Posted: 03 Apr 2015 ?? ?Print Version ?Bookmark and Share

Keywords:supply chain? email? social media? social technologies?

Emerging social media capabilities may offer a more effective way of sharing information and collaborating in real time, especially in scenarios when emails may not be reliable. And why not consider the option? Certain business processes arrive at a standstill in cases where emails have failed, leading to more serious consequences for the organisation.

Let's take a small example: Have you ever held a meeting and everybody showed up except that one team member that was off sick without a back-up? Maybe you had to postpone and send everyone away because key information from that team member was not available. Perhaps no one saw the email about that one pending task assigned to the absent team member. All in all, it turns out to simply be an annoying delay, but in other business scenarios, it could be a critical problem.

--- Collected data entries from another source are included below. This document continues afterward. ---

//! Logging setup.
//!
//! The terminal belongs to the TUI, so log lines go to a file under the state
//! directory. `CUBIK_LOG` takes precedence over the `-v` count.

use std::fs::{self, OpenOptions};
use std::path::Path;
use std::sync::Mutex;
use tracing::debug;
use tracing_subscriber::EnvFilter;

pub const LOG_ENV: &str = "CUBIK_LOG";

/// Filter directive for a given verbosity
pub fn log_level(verbose: u8) -> &'static str {
    match verbose {
        0 => "warn",
        1 => "info",
        2 => "debug",
        _ => "trace",
    }
}

/// Initialize tracing into `path`, appending
pub fn init_logging(path: &Path, verbose: u8) -> std::io::Result<()> {
    if let Some(parent) = path.parent() {
        fs::create_dir_all(parent)?;
    }
    let file = OpenOptions::new().create(true).append(true).open(path)?;

    let filter = EnvFilter::try_from_env(LOG_ENV).unwrap_or_else(|_| EnvFilter::new(log_level(verbose)));

    // a subscriber may already be installed (tests, embedding); keep it
    let _ = tracing_subscriber::fmt()
        .with_env_filter(filter)
        .with_writer(Mutex::new(file))
        .with_ansi(false)
        .with_target(verbose >= 2)
        .try_init();

    debug!("cubik started with verbosity level: {}", verbose);
    Ok(())
}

Imagine a similar thing happening in an operations scenario where the million-dollar shipment has to go out in the truck at 4 pm but still don't have any information from that absent team member. The impact is tremendous if the shipment goes out or is prepped without that information. And if this key team member is coordinating with several other groups, the impact is even greater. The activities of several groups might come to a grinding halt. Or to take a smaller example, how often does a group of collaborators promise to "reply all" with status updates, only to have sending those updates get lost in the fray of busyness? Too often.

Last week, we were doing a demo of our In Command Mobile Eco System to a Retailer's Supply Chain team. We started to show the communication features within our devices, including texting capabilities and Facetime support to allow for quick communication with a supervisor. The operations leader asked us if we have capabilities to enable communication within a team, something similar to Facebook or the WhatsApp real-time messaging platform. This type of feature allows for true collaboration, and the sharing of tasks to allow for quick responses. The team stays in sync. If one person is not able to address the issue the other team member jumps in to help, it is much easier to ask for help within the team if one team member is overwhelmed etc.

I consulted a friend who uses WhatsApp a lot and she offered the three top benefits that she has found in personal use:

1) The ability to stay on top of things.

Within her multiple groups of friends, she is always up to date on what is happening among her friends from school, her family and friends from work. Sometimes, all her friends from work jump on a WhatsApp discussion to have official conversations that may be deemed sensitive within their office communication tool Hipchat.

2) The ability to share a picture, video or any file and share it easily among multiple groups.

3) The ability to reach a person irrespective of where they are.

My friend knows people all over the world. When she reaches out, even if she doesn't get a response from a person she is trying to reach, somebody else jumps in and offers information. These interactions all happen over mobile devices.